Entrámos no táxi sem nunca nos tocarmos. Separados por uma cerca invisível que teimava em se meter entre nós. Enquanto ela olhava pela janela, eu olhava para o espaço em branco que nos separava. Procurava saltar a tal cerca que teimava em ser um entrave entre nós. Eu com os olhos postos no espaço em branco. Ela olhar os semáforos pela janela. A ver enquanto mudavam de cor. Uma luz verde que teimava em não aparecer. Não só no semáforo, também entre nós. Uma estrela cadente que ela ia procurando no céu. Talvez. Digo eu, que me sentia perdido no buraco negro que era o espaço em branco. A desesperar pela luz verde que teimava em não aparecer. Um
-Dá-me agora a mão que a luz está verde
A passear pela minha cabeça. Eu a olhar para o espaço em branco. E enquanto olhava para o espaço em branco que me separava dela, ia olhando para um letreiro colado no vidro: “Proibido fumar”. Nos espaços entre os meus dedos, os dedos dela pareciam fugir-me – ou fugiam-me realmente – e eu ansiava por aquele cigarro que nunca fumei.
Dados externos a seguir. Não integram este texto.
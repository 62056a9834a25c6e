use std::collections::HashSet;

use egui::{Pos2, Rect};
use serde::Deserialize;

use crate::error::{RegionMapError, RegionMapResult};
use crate::geometry::{outline_bounds, point_in_polygon};
use crate::selection::{RegionHit, RegionHitTest};

const BUNDLED_EUROPE: &str = include_str!("../assets/europe.json");

/// A named, clickable area of the map
#[derive(Debug, Clone, PartialEq)]
pub struct Region {
    pub id: String,
    pub name: String,
    pub outline: Vec<Pos2>,
    bounds: Rect,
}

impl Region {
    pub fn new(id: impl Into<String>, name: impl Into<String>, outline: Vec<Pos2>) -> Self {
        let bounds = outline_bounds(&outline);
        Self {
            id: id.into(),
            name: name.into(),
            outline,
            bounds,
        }
    }

    pub fn bounds(&self) -> Rect {
        self.bounds
    }

    pub fn contains(&self, map_pos: Pos2) -> bool {
        self.bounds.contains(map_pos) && point_in_polygon(map_pos, &self.outline)
    }
}

#[derive(Debug, Deserialize)]
struct RegionFile {
    size: [f32; 2],
    regions: Vec<RegionEntry>,
}

#[derive(Debug, Deserialize)]
struct RegionEntry {
    id: String,
    #[serde(default)]
    name: String,
    outline: Vec<[f32; 2]>,
}

/// The map's region geometry, in map-local coordinates
#[derive(Debug, Clone, Default)]
pub struct RegionMap {
    size: egui::Vec2,
    regions: Vec<Region>,
}

impl RegionMap {
    pub fn new(size: egui::Vec2, regions: Vec<Region>) -> Self {
        Self { size, regions }
    }

    /// Load a map of the form
    /// `{"size": [w, h], "regions": [{"id": "ua", "name": "Ukraine", "outline": [[x, y], ...]}]}`
    pub fn from_json_str(json: &str) -> RegionMapResult<Self> {
        let file: RegionFile = serde_json::from_str(json)?;
        let mut seen = HashSet::new();
        let mut regions = Vec::with_capacity(file.regions.len());

        for entry in file.regions {
            if entry.id.is_empty() {
                return Err(RegionMapError::EmptyId);
            }
            if entry.outline.len() < 3 {
                return Err(RegionMapError::DegenerateOutline {
                    id: entry.id,
                    points: entry.outline.len(),
                });
            }
            if !seen.insert(entry.id.clone()) {
                return Err(RegionMapError::DuplicateId(entry.id));
            }
            let outline = entry.outline.iter().map(|[x, y]| Pos2::new(*x, *y)).collect();
            regions.push(Region::new(entry.id, entry.name, outline));
        }

        log::debug!("Loaded region map with {} regions", regions.len());
        Ok(Self::new(egui::vec2(file.size[0], file.size[1]), regions))
    }

    /// Simplified outlines of a handful of European countries
    pub fn bundled_europe() -> RegionMapResult<Self> {
        Self::from_json_str(BUNDLED_EUROPE)
    }

    pub fn size(&self) -> egui::Vec2 {
        self.size
    }

    pub fn regions(&self) -> &[Region] {
        &self.regions
    }

    pub fn find(&self, id: &str) -> Option<&Region> {
        self.regions.iter().find(|r| r.id == id)
    }
}

impl RegionHitTest for RegionMap {
    /// Later regions are drawn on top, so they win overlaps
    fn hit_test(&self, map_pos: Pos2) -> Option<RegionHit<'_>> {
        self.regions
            .iter()
            .rev()
            .find(|region| region.contains(map_pos))
            .map(|region| RegionHit {
                name: &region.name,
                id: Some(&region.id),
            })
    }
}
use europe_map::navigation::{DETAILS_FALLBACK_TITLE, MAP_TITLE};
use europe_map::panels::{DetailsContent, UNKNOWN_COUNTRY};
use europe_map::{Navigator, Route};

#[test]
fn test_starts_on_map() {
    let nav = Navigator::new();
    assert_eq!(nav.current(), &Route::Map);
    assert_eq!(nav.current().title(), MAP_TITLE);
    assert!(!nav.can_go_back());
}

#[test]
fn test_navigate_to_details_and_back() {
    let mut nav = Navigator::new();
    nav.navigate_to_details("Ukraine", Some("ua"));

    assert_eq!(
        nav.current(),
        &Route::CountryDetails {
            name: Some("Ukraine".to_owned()),
            id: Some("ua".to_owned()),
        }
    );
    assert_eq!(nav.current().title(), "Ukraine");
    assert_eq!(nav.depth(), 2);

    assert!(nav.back());
    assert_eq!(nav.current(), &Route::Map);
}

#[test]
fn test_back_never_pops_the_map() {
    let mut nav = Navigator::new();
    assert!(!nav.back());
    assert_eq!(nav.depth(), 1);
    assert_eq!(nav.current(), &Route::Map);
}

#[test]
fn test_details_title_falls_back_without_name() {
    let route = Route::CountryDetails { name: None, id: None };
    assert_eq!(route.title(), DETAILS_FALLBACK_TITLE);
}

#[test]
fn test_details_content_shows_upper_cased_code() {
    let content = DetailsContent::new(Some("Poland"), Some("pl"));
    assert_eq!(content.heading, "Poland");
    assert_eq!(content.code.as_deref(), Some("PL"));
}

#[test]
fn test_details_content_fallbacks() {
    let content = DetailsContent::new(None, None);
    assert_eq!(content.heading, UNKNOWN_COUNTRY);
    assert_eq!(content.code, None);

    // An empty code is treated as absent
    assert_eq!(DetailsContent::new(Some("Italy"), Some("")).code, None);
}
Aquele que me ia salvar do nervosismo da indecisão. Da negligência de um olhar que teimava em não aparecer. Seriam as estrelas mais interessantes que eu? Onde estava eu, realmente? Sentia-me pequeno. Verdadeiramente pequeno. Afinal o semáforo nunca passou do vermelho. Afinal as estrelas são mais importantes que eu. Engraçado…
O taxista parou a vinte metros do meu prédio. No caminho entre o táxi e a entrada, o silêncio era só silêncio nada mais. Ela fugia de mim. Eu olhava para ela, à velocidade da luz, e deixava-a fugir. Talvez a minha masculinidade a falar mais alto. Talvez algo mais. Eu a olhar para o outro lado dela. A ver como nunca ninguém quer ver ninguém.
(Nunca ninguém quer ver ninguém assim, acreditem.)
Ela sem me dar a mão. Sem me dar o rosto. Nem os lábios. Apenas os lábios. Nada. No elevador uma falésia entre nós. Algo que nos separava. Uma parede. Não sei. Sei que nem uma palavra, nem um sorriso, nem um gesto. Sei que entrámos em casa, em direcção ao quarto, e nem um “Boa noite”. Nada. Deitou-se - no lado dela que não sei se me pertence. Na mão dela, sem ninguém a chatear. A negligenciar a minha vontade. Talvez não. Na minha cabeça, a negligência é apenas cansaço. Apenas cansaço. No entretanto, lá vai fechando os olhos do lado dela, a namorar com a parede, – ou com o meu "eu" dos sonhos dela – enquanto eu me vou desdobrando nesta busca pelas palavras que descrevem os espaços em branco que teimam em nos separar. A pensar que ninguém ama como quer, mas como pode - como li algures: “Mesmo que não te amem como tu queres, não quer dizer que não te amem com tudo o que têm.” Eu que acredito que existam várias definições para o verbo “amar”. No entanto, acredito que, todas elas partilham o mesmo núcleo. Para mim, “amar” é tão simples como isto: é dar a mão a alguém e nunca a largar. É desfrutar cada momento com essa pessoa, na saúde e na doença. É ser feliz no meio de cada imperfeição, porque convenhamos: o mundo não é um sítio perfeito. Para mim, amamos de mãos dadas.
-Dá-me a tua mão e vamos ser alguém
Um murmúrio
-A vida é feita para nós
A cantarolar de mãos dadas. Nunca na rua. Por vezes na rua. Sem plateias. O amor nunca foi um palco. E é quando passamos do amor ao teatro que nos vamos magoando. O amor não é um palco.
-Um beijo. Beija-me agora que não está ninguém a ver.
Ela a pensar em voz alta
-Tens vergonha de mim?
Eu a olhar nos olhos dela. Uma tristeza tão pequenina a chorar atrás dos olhos, bem lá no fundo.
-O amor não é um palco.
Ela vazia. Eu
-Beija-me agora que estão todos a olhar. Mas não lhes dês o prazer das palmas. Imagina-nos sozinhos.
A dar-lhe a mão. A dar-lhe a mão para o bem ou para o mal. A amar.
-Vês? O amor não é um palco.
E, se o amor fosse um palco, ela não me tinha abraçado o peito, serena, a dormir. Enquanto eu vou escrevendo sobre os espaços em branco que um dia deixaram de nos separar.